The result is a virtual blackout of COVID information in the corporate press, a blackout that earlier this month resulted in the ludicrous character of the media’s coverage of the US Open tennis tournament. As player after player suffered visibly with a respiratory illness, taking medical timeouts and dropping out of the tournament, network commentators lauded as “warriors” those athletes who carried on despite their distress. The press, unable not to comment on the wave of illness, attributed it to a “mystery virus.” To his credit, commentator and former tennis star John McEnroe admitted to having tested positive for COVID at the time. One may wonder why the tournament was allowed to continue, plagued as it was by an obviously serious and contagious disease.

As the WSWS wrote at the time:

With highly lucrative advertising and sports broadcasting revenues at stake, well over $1 billion in total economic value, the event organizers could not care less. The health of the athletes, attendees and the wider population weighs little against the economic interests of the corporate bosses behind the sport.

Just as the media bent over backward not to mention “COVID” at the US Open, so it appears many musicians are hesitant to divulge their diagnoses. Some social media users have rekindled the suspicion, rife in 2021, that the music industry has issued a gag order on musicians, contractually forbidding them to acknowledge that they have COVID. In response a number of musicians have denied that such an order exists. While we will not engage in speculation, we must note that considering the enormous sums of money dependent on the public’s continuing to attend concerts, a pressure exists, on individual musicians and on promoters, to avoid associating such events with COVID. 
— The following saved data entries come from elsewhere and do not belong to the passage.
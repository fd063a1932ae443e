//! Configuration management module for persons-rs
//!
//! This module provides layered configuration loading with support for:
//! - YAML configuration files
//! - Environment variable overrides
//! - Multiple deployment tiers (local, development, production)
//!
//! # Configuration Priority (lowest to highest)
//! 1. `default.yaml` - Base default configuration
//! 2. `{environment}.yaml` - Tier-specific configuration
//! 3. `local.yaml` - Local developer overrides (not committed to version control)
//! 4. `PERSONS_*` environment variables
//! 5. `DB_PASSWORD` for the database password

pub mod environment;
pub mod error;
pub mod loader;
pub mod settings;
pub mod validation;

// Re-export public types
pub use environment::Environment;
pub use error::ConfigError;
pub use loader::ConfigLoader;
pub use settings::{ApplicationConfig, DatabaseConfig, LoggerSettings, ServerConfig, Settings};
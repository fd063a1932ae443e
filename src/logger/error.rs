//! Error types for the logger

use thiserror::Error;

/// Errors that can occur while installing the global subscriber
#[derive(Debug, Error)]
pub enum LoggerError {
    #[error("Configuration error: {message}")]
    Config { message: String },

    #[error("Failed to install global subscriber: {0}")]
    Init(#[from] tracing_subscriber::util::TryInitError),
}

impl LoggerError {
    pub fn config(message: impl Into<String>) -> Self {
        Self::Config {
            message: message.into(),
        }
    }
}
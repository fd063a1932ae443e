//! Request ID middleware.
//!
//! Every request carries an identifier, either the caller's `x-request-id`
//! or a freshly generated UUID, which is echoed on the response.

use axum::{
    extract::Request,
    http::{HeaderName, HeaderValue},
    middleware::Next,
    response::Response,
};
use uuid::Uuid;

/// Header name for request ID.
pub const REQUEST_ID_HEADER: &str = "x-request-id";

/// Request ID stored in request extensions for downstream access.
#[derive(Clone, Debug, PartialEq, Eq)]
pub struct RequestId(pub String);

impl RequestId {
    /// Reads the identifier from the request headers, or generates one.
    fn from_request(request: &Request) -> Self {
        let id = request
            .headers()
            .get(REQUEST_ID_HEADER)
            .and_then(|v| v.to_str().ok())
            .filter(|v| !v.is_empty())
            .map(String::from)
            .unwrap_or_else(|| Uuid::new_v4().to_string());
        Self(id)
    }
}

pub async fn request_id_middleware(mut request: Request, next: Next) -> Response {
    let request_id = RequestId::from_request(&request);
    let header_value = HeaderValue::from_str(&request_id.0).ok();
    request.extensions_mut().insert(request_id);

    let mut response = next.run(request).await;

    if let Some(value) = header_value {
        response
            .headers_mut()
            .insert(HeaderName::from_static(REQUEST_ID_HEADER), value);
    }

    response
}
But show business and sports are only a microcosm of the overall society and economy. The ruling class has a great deal to lose by acknowledging the persistence and severity of COVID, let alone the fact that with proper testing, contact tracing and other public health measures the virus could be eliminated globally. Only the mobilization of the working class, whose initial steps brought the economy to a halt in 2020, and a socialist perspective can bring about a rational response to the COVID-19 pandemic and a truly functional public health system.